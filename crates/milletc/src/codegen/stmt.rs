//! Statement lowering.
//!
//! Control flow keeps the classic alloca/branch shape: `if` and loops
//! allocate their labels up front, branch on an `i1` condition, and every
//! structured statement leaves the emitter positioned in its end block.
//! Loops push a [`LoopContext`](super::LoopContext) so `break` and
//! `continue` know their targets; a `for` loop routes `continue` through
//! a dedicated step block so the incrementer still runs.

use super::{IrValue, LoopContext, Walker};
use anyhow::Result;
use deno_ast::swc::ast;

impl<'a> Walker<'a> {
    pub(crate) fn lower_stmts(&mut self, stmts: &[ast::Stmt]) -> Result<()> {
        for stmt in stmts {
            self.lower_stmt(stmt)?;
        }
        Ok(())
    }

    pub(crate) fn lower_stmt(&mut self, stmt: &ast::Stmt) -> Result<()> {
        match stmt {
            ast::Stmt::Return(r) => self.lower_return(r),
            ast::Stmt::Decl(ast::Decl::Var(v)) => self.lower_var_decl(v),
            ast::Stmt::Expr(e) => {
                self.lower_expr(&e.expr)?;
                Ok(())
            }
            ast::Stmt::If(i) => self.lower_if(i),
            ast::Stmt::While(w) => self.lower_while(w),
            ast::Stmt::For(f) => self.lower_for(f),
            ast::Stmt::Block(b) => {
                self.scopes.push_scope();
                let result = self.lower_stmts(&b.stmts);
                self.scopes.pop_scope();
                result
            }
            ast::Stmt::Break(b) => {
                if b.label.is_some() {
                    anyhow::bail!("labeled break is not supported");
                }
                let ctx = self
                    .loop_stack
                    .last()
                    .cloned()
                    .ok_or_else(|| anyhow::anyhow!("`break` outside of a loop"))?;
                self.comp.emitter.branch(&ctx.break_label);
                Ok(())
            }
            ast::Stmt::Continue(c) => {
                if c.label.is_some() {
                    anyhow::bail!("labeled continue is not supported");
                }
                let ctx = self
                    .loop_stack
                    .last()
                    .cloned()
                    .ok_or_else(|| anyhow::anyhow!("`continue` outside of a loop"))?;
                self.comp.emitter.branch(&ctx.continue_label);
                Ok(())
            }
            ast::Stmt::Empty(_) => Ok(()),
            ast::Stmt::Decl(ast::Decl::Fn(_)) => {
                anyhow::bail!("nested function declarations are not supported")
            }
            _ => anyhow::bail!("unsupported statement kind"),
        }
    }

    // `return expr` uses the enclosing function's IR return type, not a
    // fixed one, so pointer- and float-returning functions come out
    // correct.
    fn lower_return(&mut self, r: &ast::ReturnStmt) -> Result<()> {
        match &r.arg {
            Some(expr) => {
                let ret = self.current_ret.clone();
                if ret == "void" {
                    self.lower_expr(expr)?;
                    self.comp.emitter.ret(None);
                } else {
                    let value = self.lower_expr_expecting(expr, Some(&ret))?;
                    self.comp.emitter.ret(Some((&ret, &value.text)));
                }
            }
            None => self.comp.emitter.ret(None),
        }
        Ok(())
    }

    pub(crate) fn lower_var_decl(&mut self, v: &ast::VarDecl) -> Result<()> {
        for d in &v.decls {
            let ast::Pat::Ident(binding) = &d.name else {
                anyhow::bail!("unsupported binding pattern; declare one variable at a time");
            };
            let name = binding.id.sym.to_string();
            let annotated = match &binding.type_ann {
                Some(ann) => {
                    let ty = crate::types::Ty::from_ts(&ann.type_ann)?;
                    Some(self.comp.ir_type(&ty)?)
                }
                None => None,
            };
            let mut value: Option<IrValue> = match &d.init {
                Some(init) => Some(self.lower_expr_expecting(init, annotated.as_deref())?),
                None => None,
            };
            let slot_ty = match (&annotated, &value) {
                (Some(ty), _) => ty.clone(),
                (None, Some(v)) => v.ty.clone(),
                (None, None) => {
                    anyhow::bail!("variable '{}' needs a type annotation or an initializer", name)
                }
            };
            // heap allocations come back as i8*; cast to the declared
            // record or array pointer before the slot store
            if let Some(v) = &value
                && needs_heap_cast(&slot_ty, &v.ty)
            {
                let cast = self.scopes.fresh_temp();
                self.comp.emitter.bitcast(&cast, "i8*", &v.text, &slot_ty);
                value = Some(IrValue::new(cast, slot_ty.clone()));
            }
            let slot = self.scopes.declare(&name, &slot_ty);
            self.comp.emitter.alloca(&slot.register, &slot_ty);
            if let Some(v) = value {
                self.comp.emitter.store(&slot_ty, &v.text, &slot.register);
            }
        }
        Ok(())
    }

    fn lower_if(&mut self, i: &ast::IfStmt) -> Result<()> {
        let cond = self.lower_condition(&i.test)?;
        let then_label = self.scopes.fresh_label("if.then");
        let else_label = if i.alt.is_some() {
            Some(self.scopes.fresh_label("if.else"))
        } else {
            None
        };
        let end_label = self.scopes.fresh_label("if.end");

        // with no else branch, false falls through to the end label
        let false_target = else_label.as_deref().unwrap_or(&end_label);
        self.comp.emitter.cond_branch(&cond, &then_label, false_target);

        self.comp.emitter.label(&then_label);
        self.lower_stmt(&i.cons)?;
        if !self.comp.emitter.block_terminated {
            self.comp.emitter.branch(&end_label);
        }

        if let Some(alt) = &i.alt {
            self.comp.emitter.label(else_label.as_deref().unwrap());
            self.lower_stmt(alt)?;
            if !self.comp.emitter.block_terminated {
                self.comp.emitter.branch(&end_label);
            }
        }

        self.comp.emitter.label(&end_label);
        Ok(())
    }

    fn lower_while(&mut self, w: &ast::WhileStmt) -> Result<()> {
        let cond_label = self.scopes.fresh_label("while.cond");
        let body_label = self.scopes.fresh_label("while.body");
        let end_label = self.scopes.fresh_label("while.end");

        self.comp.emitter.branch(&cond_label);
        self.comp.emitter.label(&cond_label);
        let cond = self.lower_condition(&w.test)?;
        self.comp.emitter.cond_branch(&cond, &body_label, &end_label);

        self.comp.emitter.label(&body_label);
        self.loop_stack.push(LoopContext {
            break_label: end_label.clone(),
            continue_label: cond_label.clone(),
        });
        let result = self.lower_stmt(&w.body);
        self.loop_stack.pop();
        result?;
        if !self.comp.emitter.block_terminated {
            self.comp.emitter.branch(&cond_label);
        }

        self.comp.emitter.label(&end_label);
        Ok(())
    }

    fn lower_for(&mut self, f: &ast::ForStmt) -> Result<()> {
        // the initializer's declarations are scoped to the loop
        self.scopes.push_scope();
        if let Some(init) = &f.init {
            match init {
                ast::VarDeclOrExpr::VarDecl(v) => self.lower_var_decl(v)?,
                ast::VarDeclOrExpr::Expr(e) => {
                    self.lower_expr(e)?;
                }
            }
        }

        let cond_label = self.scopes.fresh_label("for.cond");
        let body_label = self.scopes.fresh_label("for.body");
        let step_label = self.scopes.fresh_label("for.step");
        let end_label = self.scopes.fresh_label("for.end");

        self.comp.emitter.branch(&cond_label);
        self.comp.emitter.label(&cond_label);
        match &f.test {
            Some(test) => {
                let cond = self.lower_condition(test)?;
                self.comp.emitter.cond_branch(&cond, &body_label, &end_label);
            }
            // no condition: unconditional branch into the body
            None => self.comp.emitter.branch(&body_label),
        }

        self.comp.emitter.label(&body_label);
        self.loop_stack.push(LoopContext {
            break_label: end_label.clone(),
            continue_label: step_label.clone(),
        });
        let result = self.lower_stmt(&f.body);
        self.loop_stack.pop();
        result?;
        if !self.comp.emitter.block_terminated {
            self.comp.emitter.branch(&step_label);
        }

        self.comp.emitter.label(&step_label);
        if let Some(update) = &f.update {
            self.lower_expr(update)?;
        }
        self.comp.emitter.branch(&cond_label);

        self.comp.emitter.label(&end_label);
        self.scopes.pop_scope();
        Ok(())
    }
}

pub(crate) fn needs_heap_cast(slot_ty: &str, value_ty: &str) -> bool {
    slot_ty.ends_with('*') && slot_ty != "i8*" && value_ty == "i8*"
}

**Your instructions**
The first line of the entries, the line with "pub(crate) fn lower_stmts(&mut", and every line between them should be retyped exactly, and nothing else.

**Solution to the problem**
filename crates/milletc/src/codegen/stmt.rs
//! Statement lowering.
//!
//! Control flow keeps the classic alloca/branch shape: `if` and loops
//! allocate their labels up front, branch on an `i1` condition, and every
//! structured statement leaves the emitter positioned in its end block.
//! Loops push a [`LoopContext`](super::LoopContext) so `break` and
//! `continue` know their targets; a `for` loop routes `continue` through
//! a dedicated step block so the incrementer still runs.

use super::{IrValue, LoopContext, Walker};
use anyhow::Result;
use deno_ast::swc::ast;

impl<'a> Walker<'a> {
    pub(crate) fn lower_stmts(&mut self, stmts: &[ast::Stmt]) -> Result<()> {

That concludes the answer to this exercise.